=== What to produce ===
Below are some records. Return exactly the lines from the one with "reconnection succeeded after" to the one with "if attempt == 0", and nothing else.

[Records drawn from a dataset]
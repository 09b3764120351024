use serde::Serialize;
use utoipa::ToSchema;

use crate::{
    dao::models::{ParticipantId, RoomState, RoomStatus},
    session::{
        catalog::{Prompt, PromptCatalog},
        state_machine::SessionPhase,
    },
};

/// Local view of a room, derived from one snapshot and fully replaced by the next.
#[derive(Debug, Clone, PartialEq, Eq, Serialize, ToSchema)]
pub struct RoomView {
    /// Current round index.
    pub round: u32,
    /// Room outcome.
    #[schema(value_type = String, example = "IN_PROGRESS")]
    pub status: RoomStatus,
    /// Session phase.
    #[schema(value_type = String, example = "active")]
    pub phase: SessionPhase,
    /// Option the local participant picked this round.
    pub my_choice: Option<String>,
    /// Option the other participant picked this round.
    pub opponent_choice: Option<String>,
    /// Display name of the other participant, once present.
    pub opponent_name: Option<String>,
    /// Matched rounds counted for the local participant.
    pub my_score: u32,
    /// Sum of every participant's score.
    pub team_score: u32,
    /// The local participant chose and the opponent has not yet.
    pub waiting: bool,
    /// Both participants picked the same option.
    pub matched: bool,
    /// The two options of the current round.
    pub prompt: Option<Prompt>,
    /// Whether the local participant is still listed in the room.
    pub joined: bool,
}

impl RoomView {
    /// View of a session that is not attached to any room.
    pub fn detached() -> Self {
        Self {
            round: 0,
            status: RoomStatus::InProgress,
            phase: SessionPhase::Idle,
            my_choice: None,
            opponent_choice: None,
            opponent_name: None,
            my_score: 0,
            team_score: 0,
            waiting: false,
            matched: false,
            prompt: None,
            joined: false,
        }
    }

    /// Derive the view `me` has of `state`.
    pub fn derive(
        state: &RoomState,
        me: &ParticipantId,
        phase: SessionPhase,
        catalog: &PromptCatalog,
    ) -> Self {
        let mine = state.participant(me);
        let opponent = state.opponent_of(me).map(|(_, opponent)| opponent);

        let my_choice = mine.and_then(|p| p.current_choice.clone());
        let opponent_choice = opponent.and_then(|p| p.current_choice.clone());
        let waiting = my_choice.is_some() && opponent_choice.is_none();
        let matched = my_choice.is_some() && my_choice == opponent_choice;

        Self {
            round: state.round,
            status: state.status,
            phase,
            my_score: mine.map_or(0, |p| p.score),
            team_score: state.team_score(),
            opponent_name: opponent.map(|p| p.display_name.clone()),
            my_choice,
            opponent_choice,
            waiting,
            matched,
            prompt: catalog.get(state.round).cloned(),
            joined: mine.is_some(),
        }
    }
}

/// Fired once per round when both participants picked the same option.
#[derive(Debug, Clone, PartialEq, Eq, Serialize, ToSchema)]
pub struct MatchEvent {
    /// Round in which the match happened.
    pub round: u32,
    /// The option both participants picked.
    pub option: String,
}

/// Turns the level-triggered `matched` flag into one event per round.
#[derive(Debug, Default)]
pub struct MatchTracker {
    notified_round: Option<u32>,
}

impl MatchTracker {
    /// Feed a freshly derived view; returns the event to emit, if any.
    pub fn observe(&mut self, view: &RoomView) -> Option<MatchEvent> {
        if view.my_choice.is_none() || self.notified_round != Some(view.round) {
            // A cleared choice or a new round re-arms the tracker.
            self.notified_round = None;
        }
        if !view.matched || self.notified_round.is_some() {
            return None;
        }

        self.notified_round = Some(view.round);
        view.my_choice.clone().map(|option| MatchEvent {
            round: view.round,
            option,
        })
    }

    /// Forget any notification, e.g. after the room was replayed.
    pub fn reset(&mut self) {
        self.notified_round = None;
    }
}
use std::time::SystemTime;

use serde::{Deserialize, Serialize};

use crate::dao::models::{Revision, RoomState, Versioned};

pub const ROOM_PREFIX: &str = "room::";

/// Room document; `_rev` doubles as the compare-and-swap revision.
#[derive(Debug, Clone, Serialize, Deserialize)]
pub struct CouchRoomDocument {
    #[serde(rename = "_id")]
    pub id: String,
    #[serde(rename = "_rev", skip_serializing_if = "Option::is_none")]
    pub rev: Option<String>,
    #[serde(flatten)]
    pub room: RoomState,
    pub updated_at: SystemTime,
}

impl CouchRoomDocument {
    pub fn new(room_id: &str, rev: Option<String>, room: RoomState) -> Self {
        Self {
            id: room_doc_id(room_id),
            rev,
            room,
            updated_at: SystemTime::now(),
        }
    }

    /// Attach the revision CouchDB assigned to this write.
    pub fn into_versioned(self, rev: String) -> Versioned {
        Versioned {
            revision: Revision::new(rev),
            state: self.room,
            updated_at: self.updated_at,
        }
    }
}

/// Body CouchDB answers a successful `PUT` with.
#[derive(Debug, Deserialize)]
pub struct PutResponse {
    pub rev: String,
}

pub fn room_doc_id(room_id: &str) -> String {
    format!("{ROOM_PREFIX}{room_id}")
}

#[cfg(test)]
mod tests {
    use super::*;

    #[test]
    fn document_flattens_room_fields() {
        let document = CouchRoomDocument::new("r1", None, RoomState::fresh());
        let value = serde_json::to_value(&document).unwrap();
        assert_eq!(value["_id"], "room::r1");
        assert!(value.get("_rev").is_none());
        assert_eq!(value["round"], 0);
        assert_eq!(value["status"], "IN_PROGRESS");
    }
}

* * *

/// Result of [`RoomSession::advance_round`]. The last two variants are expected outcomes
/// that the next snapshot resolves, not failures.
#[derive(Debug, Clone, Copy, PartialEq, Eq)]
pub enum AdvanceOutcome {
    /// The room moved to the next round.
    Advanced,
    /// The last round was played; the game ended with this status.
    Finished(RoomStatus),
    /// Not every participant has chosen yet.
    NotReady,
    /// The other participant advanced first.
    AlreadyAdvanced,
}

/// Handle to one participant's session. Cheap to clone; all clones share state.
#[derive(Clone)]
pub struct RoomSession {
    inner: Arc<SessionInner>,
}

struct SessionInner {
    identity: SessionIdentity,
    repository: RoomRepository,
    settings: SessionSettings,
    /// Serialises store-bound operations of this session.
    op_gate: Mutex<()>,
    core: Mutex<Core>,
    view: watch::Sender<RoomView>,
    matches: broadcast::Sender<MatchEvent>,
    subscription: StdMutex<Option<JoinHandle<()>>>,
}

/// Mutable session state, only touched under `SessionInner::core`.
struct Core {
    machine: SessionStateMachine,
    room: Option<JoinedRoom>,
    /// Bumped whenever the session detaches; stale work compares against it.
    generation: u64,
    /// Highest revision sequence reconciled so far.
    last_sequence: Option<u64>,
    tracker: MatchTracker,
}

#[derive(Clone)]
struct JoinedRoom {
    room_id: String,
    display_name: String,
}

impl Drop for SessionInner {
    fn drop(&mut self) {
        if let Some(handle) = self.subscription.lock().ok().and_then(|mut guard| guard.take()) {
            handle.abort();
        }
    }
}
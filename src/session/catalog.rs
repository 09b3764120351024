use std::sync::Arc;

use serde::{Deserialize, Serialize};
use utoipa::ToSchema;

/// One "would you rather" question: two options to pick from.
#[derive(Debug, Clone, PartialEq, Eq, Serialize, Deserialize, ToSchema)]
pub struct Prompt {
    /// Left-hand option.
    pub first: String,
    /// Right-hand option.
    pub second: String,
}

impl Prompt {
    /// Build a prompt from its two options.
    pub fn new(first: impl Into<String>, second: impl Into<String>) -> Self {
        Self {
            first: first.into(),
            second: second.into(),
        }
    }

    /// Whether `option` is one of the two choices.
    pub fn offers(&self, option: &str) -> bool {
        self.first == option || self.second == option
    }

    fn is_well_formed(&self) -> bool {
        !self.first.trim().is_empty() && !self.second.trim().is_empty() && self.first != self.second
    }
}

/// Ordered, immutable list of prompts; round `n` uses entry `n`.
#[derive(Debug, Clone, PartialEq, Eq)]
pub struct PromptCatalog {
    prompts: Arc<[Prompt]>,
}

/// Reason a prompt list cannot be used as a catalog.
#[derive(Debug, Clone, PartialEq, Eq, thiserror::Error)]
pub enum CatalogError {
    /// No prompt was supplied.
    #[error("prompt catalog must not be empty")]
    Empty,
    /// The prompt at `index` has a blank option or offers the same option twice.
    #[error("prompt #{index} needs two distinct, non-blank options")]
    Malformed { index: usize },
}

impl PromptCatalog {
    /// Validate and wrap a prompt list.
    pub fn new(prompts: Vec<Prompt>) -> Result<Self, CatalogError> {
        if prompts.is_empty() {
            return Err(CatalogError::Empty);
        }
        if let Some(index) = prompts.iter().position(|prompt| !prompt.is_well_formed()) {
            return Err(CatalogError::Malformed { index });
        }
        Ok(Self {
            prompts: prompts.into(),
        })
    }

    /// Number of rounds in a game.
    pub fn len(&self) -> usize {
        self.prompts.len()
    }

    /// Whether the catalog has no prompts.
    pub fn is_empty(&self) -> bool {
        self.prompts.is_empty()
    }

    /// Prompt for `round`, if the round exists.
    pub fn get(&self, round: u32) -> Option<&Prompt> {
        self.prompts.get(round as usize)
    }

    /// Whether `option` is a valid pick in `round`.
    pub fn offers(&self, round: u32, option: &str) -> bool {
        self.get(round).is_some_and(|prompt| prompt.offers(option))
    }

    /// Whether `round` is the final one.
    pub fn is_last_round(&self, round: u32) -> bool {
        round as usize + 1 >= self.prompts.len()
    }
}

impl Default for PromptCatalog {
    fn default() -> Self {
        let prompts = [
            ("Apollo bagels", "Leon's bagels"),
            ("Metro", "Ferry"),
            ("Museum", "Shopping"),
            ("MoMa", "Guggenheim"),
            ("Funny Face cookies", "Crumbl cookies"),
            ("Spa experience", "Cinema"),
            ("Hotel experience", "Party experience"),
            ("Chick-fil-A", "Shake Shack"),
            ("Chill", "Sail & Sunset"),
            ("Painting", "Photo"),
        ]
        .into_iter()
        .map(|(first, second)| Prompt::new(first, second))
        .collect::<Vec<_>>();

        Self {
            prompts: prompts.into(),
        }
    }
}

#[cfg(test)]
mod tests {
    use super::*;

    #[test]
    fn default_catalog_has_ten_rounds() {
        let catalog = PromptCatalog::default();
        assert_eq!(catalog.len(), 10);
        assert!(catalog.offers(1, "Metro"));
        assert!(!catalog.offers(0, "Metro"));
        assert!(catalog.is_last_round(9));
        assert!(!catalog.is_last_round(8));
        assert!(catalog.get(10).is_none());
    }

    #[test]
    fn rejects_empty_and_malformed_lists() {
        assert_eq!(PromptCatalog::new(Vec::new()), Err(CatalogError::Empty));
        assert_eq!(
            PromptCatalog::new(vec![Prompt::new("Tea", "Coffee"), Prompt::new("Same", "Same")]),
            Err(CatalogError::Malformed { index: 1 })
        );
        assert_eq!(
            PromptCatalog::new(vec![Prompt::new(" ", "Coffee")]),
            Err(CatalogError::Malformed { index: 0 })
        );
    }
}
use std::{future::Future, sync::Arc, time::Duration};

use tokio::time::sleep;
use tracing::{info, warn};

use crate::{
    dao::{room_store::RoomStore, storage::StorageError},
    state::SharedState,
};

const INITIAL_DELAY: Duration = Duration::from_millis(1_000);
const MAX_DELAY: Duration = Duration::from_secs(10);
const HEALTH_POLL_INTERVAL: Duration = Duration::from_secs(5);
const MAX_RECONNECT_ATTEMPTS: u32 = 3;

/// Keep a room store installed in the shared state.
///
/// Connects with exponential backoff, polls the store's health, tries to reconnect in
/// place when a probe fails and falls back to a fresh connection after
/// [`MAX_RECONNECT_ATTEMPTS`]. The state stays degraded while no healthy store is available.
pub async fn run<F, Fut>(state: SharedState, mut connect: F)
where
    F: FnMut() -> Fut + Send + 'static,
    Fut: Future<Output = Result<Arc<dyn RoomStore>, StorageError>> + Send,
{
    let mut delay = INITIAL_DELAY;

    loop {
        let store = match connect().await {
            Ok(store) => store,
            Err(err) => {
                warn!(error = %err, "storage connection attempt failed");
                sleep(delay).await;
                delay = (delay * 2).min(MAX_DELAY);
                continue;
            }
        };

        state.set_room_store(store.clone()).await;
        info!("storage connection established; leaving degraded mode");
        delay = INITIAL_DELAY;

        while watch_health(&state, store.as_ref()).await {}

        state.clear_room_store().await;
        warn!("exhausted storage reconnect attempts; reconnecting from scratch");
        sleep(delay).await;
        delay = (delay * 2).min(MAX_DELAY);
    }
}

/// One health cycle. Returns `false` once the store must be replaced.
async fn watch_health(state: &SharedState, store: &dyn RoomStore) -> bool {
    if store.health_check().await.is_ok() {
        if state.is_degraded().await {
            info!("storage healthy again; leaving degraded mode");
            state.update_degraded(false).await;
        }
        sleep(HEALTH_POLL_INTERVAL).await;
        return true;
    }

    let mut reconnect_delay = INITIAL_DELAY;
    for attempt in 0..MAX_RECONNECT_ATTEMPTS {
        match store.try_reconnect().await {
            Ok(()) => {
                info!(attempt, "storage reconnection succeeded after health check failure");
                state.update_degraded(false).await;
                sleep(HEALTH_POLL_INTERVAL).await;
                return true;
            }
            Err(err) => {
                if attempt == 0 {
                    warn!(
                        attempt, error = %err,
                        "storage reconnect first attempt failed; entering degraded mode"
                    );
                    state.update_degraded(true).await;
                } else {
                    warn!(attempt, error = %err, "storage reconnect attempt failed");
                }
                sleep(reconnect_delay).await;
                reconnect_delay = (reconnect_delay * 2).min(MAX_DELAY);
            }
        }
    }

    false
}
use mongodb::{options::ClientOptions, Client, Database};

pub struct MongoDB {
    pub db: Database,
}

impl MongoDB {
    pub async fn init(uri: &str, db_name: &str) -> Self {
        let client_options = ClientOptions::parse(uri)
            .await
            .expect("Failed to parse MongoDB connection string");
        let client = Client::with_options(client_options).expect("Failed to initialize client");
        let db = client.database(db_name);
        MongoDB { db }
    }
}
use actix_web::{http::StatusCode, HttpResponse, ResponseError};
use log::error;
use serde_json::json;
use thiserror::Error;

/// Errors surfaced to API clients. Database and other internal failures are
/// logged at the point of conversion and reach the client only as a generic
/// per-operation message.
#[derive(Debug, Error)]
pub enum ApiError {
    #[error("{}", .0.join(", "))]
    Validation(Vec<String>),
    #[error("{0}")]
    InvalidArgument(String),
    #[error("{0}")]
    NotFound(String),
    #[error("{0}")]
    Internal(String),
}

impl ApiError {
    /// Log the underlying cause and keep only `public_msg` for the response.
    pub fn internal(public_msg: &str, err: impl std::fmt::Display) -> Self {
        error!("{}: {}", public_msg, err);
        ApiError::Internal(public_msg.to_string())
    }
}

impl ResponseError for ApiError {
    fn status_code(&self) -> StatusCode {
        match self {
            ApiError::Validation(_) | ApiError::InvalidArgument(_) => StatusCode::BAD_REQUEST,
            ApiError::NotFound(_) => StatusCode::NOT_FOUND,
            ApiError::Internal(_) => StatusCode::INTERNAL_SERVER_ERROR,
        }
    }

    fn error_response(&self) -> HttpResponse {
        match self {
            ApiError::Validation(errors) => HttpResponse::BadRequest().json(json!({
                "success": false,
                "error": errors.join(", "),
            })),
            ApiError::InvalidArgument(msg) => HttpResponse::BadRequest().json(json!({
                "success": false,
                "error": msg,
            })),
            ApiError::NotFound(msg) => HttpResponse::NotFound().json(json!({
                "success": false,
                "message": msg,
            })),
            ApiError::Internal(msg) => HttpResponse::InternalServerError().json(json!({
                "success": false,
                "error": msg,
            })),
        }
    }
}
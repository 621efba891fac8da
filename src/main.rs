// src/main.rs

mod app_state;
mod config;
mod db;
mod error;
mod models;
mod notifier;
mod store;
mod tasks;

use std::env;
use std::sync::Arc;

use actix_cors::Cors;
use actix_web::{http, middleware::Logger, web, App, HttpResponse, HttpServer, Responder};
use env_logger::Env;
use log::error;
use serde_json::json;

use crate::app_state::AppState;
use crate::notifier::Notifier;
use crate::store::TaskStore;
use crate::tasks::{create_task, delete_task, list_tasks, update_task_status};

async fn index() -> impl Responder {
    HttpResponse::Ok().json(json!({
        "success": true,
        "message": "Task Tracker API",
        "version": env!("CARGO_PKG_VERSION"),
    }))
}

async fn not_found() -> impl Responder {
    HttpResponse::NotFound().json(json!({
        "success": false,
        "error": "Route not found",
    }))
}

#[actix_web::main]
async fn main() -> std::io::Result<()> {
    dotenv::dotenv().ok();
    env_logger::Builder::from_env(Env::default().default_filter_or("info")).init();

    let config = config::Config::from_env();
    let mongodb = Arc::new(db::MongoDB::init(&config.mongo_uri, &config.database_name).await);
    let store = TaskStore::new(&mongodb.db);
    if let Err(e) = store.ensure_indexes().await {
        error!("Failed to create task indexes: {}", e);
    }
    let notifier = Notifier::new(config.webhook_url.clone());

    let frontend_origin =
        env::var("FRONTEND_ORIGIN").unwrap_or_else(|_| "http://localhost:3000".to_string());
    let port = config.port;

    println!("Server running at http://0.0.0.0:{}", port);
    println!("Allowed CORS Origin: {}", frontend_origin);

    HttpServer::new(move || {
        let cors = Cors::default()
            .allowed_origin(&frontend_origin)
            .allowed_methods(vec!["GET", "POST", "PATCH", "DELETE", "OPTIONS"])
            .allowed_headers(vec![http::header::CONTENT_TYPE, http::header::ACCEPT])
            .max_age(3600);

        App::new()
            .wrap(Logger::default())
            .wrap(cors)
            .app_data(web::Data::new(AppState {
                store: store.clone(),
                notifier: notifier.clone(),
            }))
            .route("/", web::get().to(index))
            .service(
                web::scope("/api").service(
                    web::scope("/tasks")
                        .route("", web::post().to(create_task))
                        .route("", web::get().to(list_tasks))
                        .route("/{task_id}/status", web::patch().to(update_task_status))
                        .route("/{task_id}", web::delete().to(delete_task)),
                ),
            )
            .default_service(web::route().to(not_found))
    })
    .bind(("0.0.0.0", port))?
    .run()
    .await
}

=== Response ===
                info!(attempt, "storage reconnection succeeded after health check failure");
                state.update_degraded(false).await;
                sleep(HEALTH_POLL_INTERVAL).await;
                return true;
            }
            Err(err) => {
                if attempt == 0 {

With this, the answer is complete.